Among the entries, find each line that includes the string "SearchError" and list it.
Data to process Block Start
/// Search executor that runs every term of a request over one connection
pub struct IndexSearch {
    /// Data source provider
    provider: Arc<dyn ConnectionProvider>,
    /// Connection settings handed to the provider
    settings: ConnectionSettings,
}

impl IndexSearch {
    /// Create a new search executor
    pub fn new(provider: Arc<dyn ConnectionProvider>, settings: ConnectionSettings) -> Self {
        Self { provider, settings }
    }

    /// Name of the underlying provider
    pub fn provider_name(&self) -> &str {
        self.provider.name()
    }

    /// Execute a request
    pub fn execute(&self, request: &SearchRequest) -> Result<SearchOutcome, SearchError> {
        self.execute_with_cancel(request, &CancellationToken::new())
    }

    /// Execute a request, stopping early once `cancel` is triggered
    ///
    /// Terms run strictly in order over a single connection. Any fatal error
    /// discards the rows gathered so far. The connection and any open cursor
    /// are released on every exit path.
    pub fn execute_with_cancel(
        &self,
        request: &SearchRequest,
        cancel: &CancellationToken,
    ) -> Result<SearchOutcome, SearchError> {
        let start = Instant::now();
        let provider = self.provider.name().to_string();

        let connection = self
            .provider
            .open(&self.settings)
            .map_err(|source| SearchError::Connection {
                provider: provider.clone(),
                source,
            })?;
        let mut connection = ConnectionGuard::new(connection, provider);
        connection.set_command_timeout(self.settings.timeout());

        let total = request.queries().len();
        info!(
            "Executing {} queries under {} on {}",
            total,
            request.root_path(),
            connection.provider
        );

        let mut results = ResultSet::new();
        for (idx, query) in request.queries().iter().enumerate() {
            let outcome = if cancel.is_cancelled() {
                Err(SearchError::Cancelled {
                    completed_terms: idx,
                    total_terms: total,
                })
            } else {
                self.run_term(&mut connection, request, idx, cancel, &mut results)
            };

            if let Err(e) = outcome {
                warn!(
                    "Search aborted on term {:?}, discarding {} rows: {}",
                    query.term,
                    results.result_count(),
                    e
                );
                return Err(e);
            }
        }

        info!(
            "Search returned {} files ({} distinct paths seen) in {:?}",
            results.result_count(),
            results.seen_count(),
            start.elapsed()
        );
        Ok(results.into())
    }

    /// Walk the result set of a single term
    fn run_term(
        &self,
        connection: &mut ConnectionGuard,
        request: &SearchRequest,
        idx: usize,
        cancel: &CancellationToken,
        results: &mut ResultSet,
    ) -> Result<(), SearchError> {
        let start = Instant::now();
        let query = &request.queries()[idx];
        let query_error = |source: SourceError| SearchError::Query {
            term: query.term.clone(),
            query: query.text.clone(),
            source,
        };

        let cursor = connection.open_cursor(&query.text).map_err(query_error)?;
        let mut cursor = CursorGuard(cursor);

        if let Err(e) = cursor.move_first() {
            // An empty result set refuses to position; that is not a failure
            if cursor.is_at_end() {
                debug!("No results for term {:?}", query.term);
                results.add_skipped(query.term.clone());
                results.add_timing(TermTiming {
                    term: query.term.clone(),
                    time_ms: start.elapsed().as_millis() as u64,
                    rows_seen: 0,
                    rows_emitted: 0,
                });
                return Ok(());
            }
            return Err(query_error(e));
        }

        let max_failures = self.settings.max_advance_failures.max(1);
        let emitted_before = results.result_count();
        let mut position = 0usize;
        let mut rows_seen = 0usize;
        let mut fresh = true;
        let mut consecutive_failures = 0u32;

        while !cursor.is_at_end() {
            if cancel.is_cancelled() {
                return Err(SearchError::Cancelled {
                    completed_terms: idx,
                    total_terms: request.queries().len(),
                });
            }
            if fresh {
                rows_seen += 1;
            }

            let path = cursor
                .field(Column::ItemPathDisplay.as_str())
                .map_err(query_error)?
                .as_text();

            match path {
                Some(path) => {
                    if results.claim(&path) {
                        let extension = cursor
                            .field(Column::FileExtension.as_str())
                            .map_err(query_error)?
                            .as_text()
                            .unwrap_or_default();

                        if request.extensions().accepts(&extension) {
                            let row =
                                read_row(&*cursor, request, &query.term).map_err(query_error)?;
                            results.push(row);
                        }
                    }
                }
                None => warn!(
                    "Row {} of term {:?} has no path, skipping",
                    position, query.term
                ),
            }

            match cursor.move_next() {
                Ok(()) => {
                    position += 1;
                    fresh = true;
                    consecutive_failures = 0;
                }
                Err(e) => {
                    consecutive_failures += 1;
                    fresh = false;
                    let abandoned = consecutive_failures >= max_failures;
                    warn!(
                        "Failed to move next in query \n\t{}\n\t: {}",
                        query.text, e
                    );
                    results.add_advance_failure(AdvanceFailure {
                        term: query.term.clone(),
                        query: query.text.clone(),
                        row: position,
                        message: e.to_string(),
                        abandoned,
                    });
                    if abandoned {
                        warn!(
                            "Giving up on term {:?} after {} failed advances from row {}",
                            query.term, consecutive_failures, position
                        );
                        break;
                    }
                }
            }
        }

        let rows_emitted = results.result_count() - emitted_before;
        debug!(
            "Term {:?} returned {} rows, {} emitted, in {:?}",
            query.term,
            rows_seen,
            rows_emitted,
            start.elapsed()
        );
        results.add_timing(TermTiming {
            term: query.term.clone(),
            time_ms: start.elapsed().as_millis() as u64,
            rows_seen,
            rows_emitted,
        });

        Ok(())
    }
}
Data to process Block End
» **Written answer**
    pub fn execute(&self, request: &SearchRequest) -> Result<SearchOutcome, SearchError> {
    ) -> Result<SearchOutcome, SearchError> {
            .map_err(|source| SearchError::Connection {
                Err(SearchError::Cancelled {
    ) -> Result<(), SearchError> {
        let query_error = |source: SourceError| SearchError::Query {
                return Err(SearchError::Cancelled {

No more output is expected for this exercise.